START EXERCISE MATERIAL
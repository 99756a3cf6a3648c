//! End-to-end test infrastructure for ZeSTE.
//!
//! Provides a shared TestHarness with a small fixture world:
//!
//! ```text
//! star --located-at--> space
//! love --is-a--> television_show --is-a--> space
//! song --part-of--> music
//! ```
//!
//! plus helpers to materialize the same world on disk (embeddings file,
//! assertions dump) for full-pipeline tests.

use std::path::PathBuf;
use std::sync::Arc;

use zeste_core::{Classifier, ClassifierConfig, NeighborhoodCache};
use zeste_embeddings::{EmbeddingStore, EmbeddingTable};
use zeste_storage::MemoryGraph;
use zeste_types::{RelationKind, Settings};

/// Fixture vectors. Every pair used by an edge has positive similarity.
pub const VECTORS: &[(&str, [f32; 3])] = &[
    ("space", [1.0, 0.0, 0.0]),
    ("star", [0.8, 0.6, 0.0]),
    ("television_show", [0.6, 0.0, 0.8]),
    ("love", [0.3, 0.4, 0.866]),
    ("music", [0.0, 1.0, 0.0]),
    ("song", [0.0, 0.6, 0.8]),
    ("television", [0.5, 0.1, 0.8]),
    ("show", [0.4, 0.3, 0.7]),
];

/// Fixture assertions as `(subject, relation, object)`.
pub const ASSERTIONS: &[(&str, RelationKind, &str)] = &[
    ("star", RelationKind::AtLocation, "space"),
    ("love", RelationKind::IsA, "television_show"),
    ("television_show", RelationKind::IsA, "space"),
    ("song", RelationKind::PartOf, "music"),
];

/// Shared test harness for E2E tests.
pub struct TestHarness {
    /// Keeps temp dir alive for the lifetime of the harness
    pub _temp_dir: tempfile::TempDir,
    pub embeddings: Arc<EmbeddingTable>,
    pub graph: Arc<MemoryGraph>,
    /// Root of the prefetch cache tier
    pub prefetch_path: PathBuf,
    /// Root of the label cache tier
    pub label_cache_path: PathBuf,
}

impl TestHarness {
    /// Create a harness over the in-memory fixture graph.
    pub fn new() -> Self {
        let temp_dir = tempfile::TempDir::new().expect("Failed to create temp dir");
        let embeddings = Arc::new(fixture_embeddings());

        let mut graph = MemoryGraph::new();
        for (subject, kind, object) in ASSERTIONS {
            let sim = embeddings.similarity(subject, object).unwrap_or(0.0);
            graph.add_assertion(subject, *kind, object, sim);
        }

        let prefetch_path = temp_dir.path().join("prefetch");
        let label_cache_path = temp_dir.path().join("labels");

        Self {
            _temp_dir: temp_dir,
            embeddings,
            graph: Arc::new(graph),
            prefetch_path,
            label_cache_path,
        }
    }

    pub fn sim(&self, a: &str, b: &str) -> f32 {
        self.embeddings.similarity(a, b).unwrap_or(0.0)
    }

    /// Both cache tiers under the harness temp dir.
    pub fn cache(&self) -> NeighborhoodCache {
        NeighborhoodCache::open(
            Some(self.prefetch_path.as_path()),
            Some(self.label_cache_path.as_path()),
        )
    }

    /// Classifier over the fixture graph with caching enabled.
    pub fn classifier(&self, config: ClassifierConfig) -> Classifier {
        Classifier::new(self.graph.clone(), self.embeddings.clone(), self.cache(), config)
    }

    /// Classifier over the fixture graph without caches.
    pub fn uncached_classifier(&self, config: ClassifierConfig) -> Classifier {
        Classifier::new(
            self.graph.clone(),
            self.embeddings.clone(),
            NeighborhoodCache::disabled(),
            config,
        )
    }

    /// Write the fixture embeddings (word2vec text) and assertions dump
    /// (ConceptNet CSV) under the temp dir and return settings pointing at
    /// them. The graph directory is left for the importer to create.
    pub fn write_fixture_files(&self) -> Settings {
        let root = self._temp_dir.path();
        let embeddings_path = root.join("numberbatch.txt");
        let assertions_path = root.join("assertions.csv");

        std::fs::write(&embeddings_path, embeddings_text()).expect("Failed to write embeddings");
        std::fs::write(&assertions_path, assertions_text()).expect("Failed to write assertions");

        Settings {
            graph_path: root.join("graph").to_string_lossy().to_string(),
            embeddings_path: embeddings_path.to_string_lossy().to_string(),
            prefetch_path: self.prefetch_path.to_string_lossy().to_string(),
            label_cache_path: self.label_cache_path.to_string_lossy().to_string(),
            ..Settings::default()
        }
    }

    pub fn assertions_path(&self) -> PathBuf {
        self._temp_dir.path().join("assertions.csv")
    }
}

impl Default for TestHarness {
    fn default() -> Self {
        Self::new()
    }
}

/// Embedding table holding the fixture vectors.
pub fn fixture_embeddings() -> EmbeddingTable {
    EmbeddingTable::from_vectors(VECTORS.iter().map(|(w, v)| (*w, v.to_vec())))
        .expect("Failed to build fixture embeddings")
}

/// Fixture vectors in word2vec text format with Numberbatch-style keys.
pub fn embeddings_text() -> String {
    let mut out = format!("{} 3\n", VECTORS.len());
    for (word, v) in VECTORS {
        out.push_str(&format!("/c/en/{} {} {} {}\n", word, v[0], v[1], v[2]));
    }
    out
}

/// Fixture assertions as a ConceptNet dump, with a foreign-language line.
pub fn assertions_text() -> String {
    let mut out = String::new();
    for (subject, kind, object) in ASSERTIONS {
        let rel = format!("/r/{:?}", kind);
        out.push_str(&format!(
            "/a/[{rel}/,/c/en/{s}/,/c/en/{o}/]\t{rel}\t/c/en/{s}/n\t/c/en/{o}\t{{}}\n",
            rel = rel,
            s = subject,
            o = object
        ));
    }
    out.push_str("/a/[/r/IsA/,/c/fr/amour/,/c/en/love/]\t/r/IsA\t/c/fr/amour\t/c/en/love\t{}\n");
    out
}

/// Tokens from `words`.
pub fn tokens(words: &[&str]) -> Vec<String> {
    words.iter().map(|w| w.to_string()).collect()
}

/// Labels from `names`.
pub fn labels(names: &[&str]) -> Vec<String> {
    tokens(names)
}
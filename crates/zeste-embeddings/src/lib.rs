//! # zeste-embeddings
//!
//! Read-only word embedding lookup for ZeSTE.
//!
//! Label neighborhoods are annotated with cosine similarities between words.
//! This crate loads a precomputed table (ConceptNet Numberbatch in word2vec
//! text format) once per process and answers `has` / `similarity` queries.
//!
//! ## Features
//! - word2vec text format, with or without the `count dim` header
//! - Multilingual Numberbatch: `/c/en/` terms kept, other languages skipped
//! - Vectors normalized at load so cosine similarity is a dot product
//! - `EmbeddingStore` trait so tests and callers can inject their own tables

pub mod error;
pub mod model;
pub mod table;

pub use error::EmbeddingError;
pub use model::{Embedding, EmbeddingStore};
pub use table::EmbeddingTable;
END EXERCISE MATERIAL
* **WHAT THE EXERCISE ASKS**
The full set of entries above has to be restated exactly.

* **EXERCISE RESULT**
repository 99756a3cf6a3648c
//! End-to-end test infrastructure for ZeSTE.
//!
//! Provides a shared TestHarness with a small fixture world:
//!
//! ```text
//! star --located-at--> space
//! love --is-a--> television_show --is-a--> space
//! song --part-of--> music
//! ```
//!
//! plus helpers to materialize the same world on disk (embeddings file,
//! assertions dump) for full-pipeline tests.

use std::path::PathBuf;
use std::sync::Arc;

use zeste_core::{Classifier, ClassifierConfig, NeighborhoodCache};
use zeste_embeddings::{EmbeddingStore, EmbeddingTable};
use zeste_storage::MemoryGraph;
use zeste_types::{RelationKind, Settings};

/// Fixture vectors. Every pair used by an edge has positive similarity.
pub const VECTORS: &[(&str, [f32; 3])] = &[
    ("space", [1.0, 0.0, 0.0]),
    ("star", [0.8, 0.6, 0.0]),
    ("television_show", [0.6, 0.0, 0.8]),
    ("love", [0.3, 0.4, 0.866]),
    ("music", [0.0, 1.0, 0.0]),
    ("song", [0.0, 0.6, 0.8]),
    ("television", [0.5, 0.1, 0.8]),
    ("show", [0.4, 0.3, 0.7]),
];

/// Fixture assertions as `(subject, relation, object)`.
pub const ASSERTIONS: &[(&str, RelationKind, &str)] = &[
    ("star", RelationKind::AtLocation, "space"),
    ("love", RelationKind::IsA, "television_show"),
    ("television_show", RelationKind::IsA, "space"),
    ("song", RelationKind::PartOf, "music"),
];

/// Shared test harness for E2E tests.
pub struct TestHarness {
    /// Keeps temp dir alive for the lifetime of the harness
    pub _temp_dir: tempfile::TempDir,
    pub embeddings: Arc<EmbeddingTable>,
    pub graph: Arc<MemoryGraph>,
    /// Root of the prefetch cache tier
    pub prefetch_path: PathBuf,
    /// Root of the label cache tier
    pub label_cache_path: PathBuf,
}

impl TestHarness {
    /// Create a harness over the in-memory fixture graph.
    pub fn new() -> Self {
        let temp_dir = tempfile::TempDir::new().expect("Failed to create temp dir");
        let embeddings = Arc::new(fixture_embeddings());

        let mut graph = MemoryGraph::new();
        for (subject, kind, object) in ASSERTIONS {
            let sim = embeddings.similarity(subject, object).unwrap_or(0.0);
            graph.add_assertion(subject, *kind, object, sim);
        }

        let prefetch_path = temp_dir.path().join("prefetch");
        let label_cache_path = temp_dir.path().join("labels");

        Self {
            _temp_dir: temp_dir,
            embeddings,
            graph: Arc::new(graph),
            prefetch_path,
            label_cache_path,
        }
    }

    pub fn sim(&self, a: &str, b: &str) -> f32 {
        self.embeddings.similarity(a, b).unwrap_or(0.0)
    }

    /// Both cache tiers under the harness temp dir.
    pub fn cache(&self) -> NeighborhoodCache {
        NeighborhoodCache::open(
            Some(self.prefetch_path.as_path()),
            Some(self.label_cache_path.as_path()),
        )
    }

    /// Classifier over the fixture graph with caching enabled.
    pub fn classifier(&self, config: ClassifierConfig) -> Classifier {
        Classifier::new(self.graph.clone(), self.embeddings.clone(), self.cache(), config)
    }

    /// Classifier over the fixture graph without caches.
    pub fn uncached_classifier(&self, config: ClassifierConfig) -> Classifier {
        Classifier::new(
            self.graph.clone(),
            self.embeddings.clone(),
            NeighborhoodCache::disabled(),
            config,
        )
    }

    /// Write the fixture embeddings (word2vec text) and assertions dump
    /// (ConceptNet CSV) under the temp dir and return settings pointing at
    /// them. The graph directory is left for the importer to create.
    pub fn write_fixture_files(&self) -> Settings {
        let root = self._temp_dir.path();
        let embeddings_path = root.join("numberbatch.txt");
        let assertions_path = root.join("assertions.csv");

        std::fs::write(&embeddings_path, embeddings_text()).expect("Failed to write embeddings");
        std::fs::write(&assertions_path, assertions_text()).expect("Failed to write assertions");

        Settings {
            graph_path: root.join("graph").to_string_lossy().to_string(),
            embeddings_path: embeddings_path.to_string_lossy().to_string(),
            prefetch_path: self.prefetch_path.to_string_lossy().to_string(),
            label_cache_path: self.label_cache_path.to_string_lossy().to_string(),
            ..Settings::default()
        }
    }

    pub fn assertions_path(&self) -> PathBuf {
        self._temp_dir.path().join("assertions.csv")
    }
}

impl Default for TestHarness {
    fn default() -> Self {
        Self::new()
    }
}

/// Embedding table holding the fixture vectors.
pub fn fixture_embeddings() -> EmbeddingTable {
    EmbeddingTable::from_vectors(VECTORS.iter().map(|(w, v)| (*w, v.to_vec())))
        .expect("Failed to build fixture embeddings")
}

/// Fixture vectors in word2vec text format with Numberbatch-style keys.
pub fn embeddings_text() -> String {
    let mut out = format!("{} 3\n", VECTORS.len());
    for (word, v) in VECTORS {
        out.push_str(&format!("/c/en/{} {} {} {}\n", word, v[0], v[1], v[2]));
    }
    out
}

/// Fixture assertions as a ConceptNet dump, with a foreign-language line.
pub fn assertions_text() -> String {
    let mut out = String::new();
    for (subject, kind, object) in ASSERTIONS {
        let rel = format!("/r/{:?}", kind);
        out.push_str(&format!(
            "/a/[{rel}/,/c/en/{s}/,/c/en/{o}/]\t{rel}\t/c/en/{s}/n\t/c/en/{o}\t{{}}\n",
            rel = rel,
            s = subject,
            o = object
        ));
    }
    out.push_str("/a/[/r/IsA/,/c/fr/amour/,/c/en/love/]\t/r/IsA\t/c/fr/amour\t/c/en/love\t{}\n");
    out
}

/// Tokens from `words`.
pub fn tokens(words: &[&str]) -> Vec<String> {
    words.iter().map(|w| w.to_string()).collect()
}

/// Labels from `names`.
pub fn labels(names: &[&str]) -> Vec<String> {
    tokens(names)
}
filename crates/zeste-embeddings/src/lib.rs
//! # zeste-embeddings
//!
//! Read-only word embedding lookup for ZeSTE.
//!
//! Label neighborhoods are annotated with cosine similarities between words.
//! This crate loads a precomputed table (ConceptNet Numberbatch in word2vec
//! text format) once per process and answers `has` / `similarity` queries.
//!
//! ## Features
//! - word2vec text format, with or without the `count dim` header
//! - Multilingual Numberbatch: `/c/en/` terms kept, other languages skipped
//! - Vectors normalized at load so cosine similarity is a dot product
//! - `EmbeddingStore` trait so tests and callers can inject their own tables

pub mod error;
pub mod model;
pub mod table;

pub use error::EmbeddingError;
pub use model::{Embedding, EmbeddingStore};
pub use table::EmbeddingTable;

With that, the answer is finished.